The StandardScaler transforms features to have zero mean and unit variance. This helps gradient descent converge faster and prevents features with large ranges from dominating the model. The fit method computes the mean and variance from the training data. The transform method applies the scaling. You must call fit on the training data and transform on the test data. Never fit the scaler on the test set. That leaks information from the test set into the preprocessing, which inflates your accuracy metrics.

Fit the scaler on training data only. Transform the test data.
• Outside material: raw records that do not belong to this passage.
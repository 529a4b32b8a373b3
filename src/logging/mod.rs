//! Structured Logging & Tracing
//!
//! Structured logging via the `tracing` crate:
//! - Filters per core module (layout, scene, gamebar, progress, game,
//!   hotreload, plugin), read from the `logging` section of the game config
//! - `RUST_LOG` takes precedence over the configured filters
//! - Idempotent initialization (safe to call from tests, the binary and the plugin)
//! - `LayoutPassTimer`: span around one generator pass, reporting the level,
//!   the buildings placed and the wall time when it closes

use serde::{Deserialize, Serialize};
use std::sync::Once;
use std::time::{Duration, Instant};
use tracing::debug;
use tracing_subscriber::EnvFilter;

/// Log level for the merge core
#[derive(Debug, Clone, Copy, PartialEq, Eq, Serialize, Deserialize)]
pub enum LogLevel {
    Trace,
    Debug,
    Info,
    Warn,
    Error,
}

impl LogLevel {
    pub fn as_str(&self) -> &'static str {
        match self {
            LogLevel::Trace => "trace",
            LogLevel::Debug => "debug",
            LogLevel::Info => "info",
            LogLevel::Warn => "warn",
            LogLevel::Error => "error",
        }
    }
}

/// `logging` section of the game config
#[derive(Debug, Clone, PartialEq, Serialize, Deserialize)]
#[serde(default)]
pub struct TracingConfig {
    pub default_level: LogLevel,
    /// `(module path, level)`; later entries for the same module win
    pub module_filters: Vec<(String, LogLevel)>,
    pub show_targets: bool,
    pub show_file_line: bool,
}

impl Default for TracingConfig {
    fn default() -> Self {
        let filters = [
            // per-candidate probe noise stays out of the default output
            ("scene", LogLevel::Warn),
            ("layout", LogLevel::Info),
            ("gamebar", LogLevel::Debug),
            ("progress", LogLevel::Info),
            ("game", LogLevel::Info),
            ("hotreload", LogLevel::Warn),
            ("plugin", LogLevel::Info),
        ];
        Self {
            default_level: LogLevel::Info,
            module_filters: filters
                .iter()
                .map(|(module, level)| (format!("merge_core::{}", module), *level))
                .collect(),
            show_targets: true,
            show_file_line: false,
        }
    }
}

impl TracingConfig {
    /// Set (or replace) the level of one module
    pub fn with_module(mut self, module: &str, level: LogLevel) -> Self {
        self.module_filters.retain(|(m, _)| m != module);
        self.module_filters.push((module.to_string(), level));
        self
    }

    pub fn to_env_filter_string(&self) -> String {
        let mut parts = vec![self.default_level.as_str().to_string()];
        for (module, level) in &self.module_filters {
            parts.push(format!("{}={}", module, level.as_str()));
        }
        parts.join(",")
    }
}

static TRACING_INIT: Once = Once::new();

/// Initialize tracing with default settings (idempotent)
pub fn init_tracing_default() {
    init_tracing(&TracingConfig::default());
}

/// Initialize tracing with a custom config (first call wins)
pub fn init_tracing(config: &TracingConfig) {
    let filter_str = config.to_env_filter_string();
    let show_targets = config.show_targets;
    let show_file_line = config.show_file_line;
    TRACING_INIT.call_once(move || {
        let filter =
            EnvFilter::try_from_default_env().unwrap_or_else(|_| EnvFilter::new(&filter_str));

        let subscriber = tracing_subscriber::fmt()
            .with_env_filter(filter)
            .with_target(show_targets)
            .with_file(show_file_line)
            .with_line_number(show_file_line)
            .compact();

        // Bevy's LogPlugin may already own the global subscriber
        let _ = subscriber.try_init();
    });
}

/// Entered `layout_pass` span; logs the pass summary when dropped
pub struct LayoutPassTimer {
    pass: &'static str,
    level_index: usize,
    placed: u32,
    started: Instant,
    _span: tracing::span::EnteredSpan,
}

impl LayoutPassTimer {
    pub fn start(pass: &'static str, level_index: usize) -> Self {
        let span = tracing::info_span!("layout_pass", pass, level = level_index);
        Self {
            pass,
            level_index,
            placed: 0,
            started: Instant::now(),
            _span: span.entered(),
        }
    }

    pub fn set_placed(&mut self, placed: u32) {
        self.placed = placed;
    }

    pub fn placed(&self) -> u32 {
        self.placed
    }

    pub fn elapsed(&self) -> Duration {
        self.started.elapsed()
    }
}

impl Drop for LayoutPassTimer {
    fn drop(&mut self) {
        debug!(
            pass = self.pass,
            level = self.level_index,
            placed = self.placed,
            elapsed_ms = self.elapsed().as_secs_f64() * 1000.0,
            "layout pass finished"
        );
    }
}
Never let the test set influence the preprocessing.

Pitfalls and compiler errors

Shape mismatches are the enemy. If you pass a vector where a matrix is expected, the compiler rejects you with E0308 (mismatched types). If you try to use a type that doesn't implement linfa's traits, you'll see E0277 (trait bound not satisfied). For example, linfa algorithms require numeric types that implement NdFloat. If you use i32 instead of f64, you'll get a trait error.

Data leakage is a silent killer. If you normalize the entire dataset before splitting, the test set influences the scaling. Your accuracy will look good during development but drop in production. Always split first, then preprocess.

Memory allocation in tight loops can hurt performance. ndarray allocates on the heap. If you create arrays inside a loop, you trigger allocations on every iteration. Reuse buffers or use ArrayView to avoid copies.

Check your shapes before you call fit. A panic at runtime is easier to debug than a silent wrong prediction.

Choosing your tools

Use linfa for classical machine learning tasks like logistic regression, k-means, or PCA when you want a pure Rust stack with predictable performance and no C dependencies.

Use candle or tch-rs for deep learning and neural networks when you need GPU support or want to load models trained in Python frameworks.

Use ndarray as your data structure for tabular data and tensors when you need strict shape enforcement and cache-friendly memory access.

Reach for polars or arrow2 when your pipeline involves heavy data manipulation, filtering, or joining before the modeling step; these crates optimize for dataframe operations rather than numerical computation.

Pick the tool that matches the model, not the hype.

Where to go next

A machine learning pipeline in Rust is a sequence of steps to prepare data, teach a computer to recognize patterns, and make predictions. You use libraries like linfa to handle the math and ndarray to organize your data into tables. Think of it like a factory assembly line where raw data enters one end and smart predictions come out the other.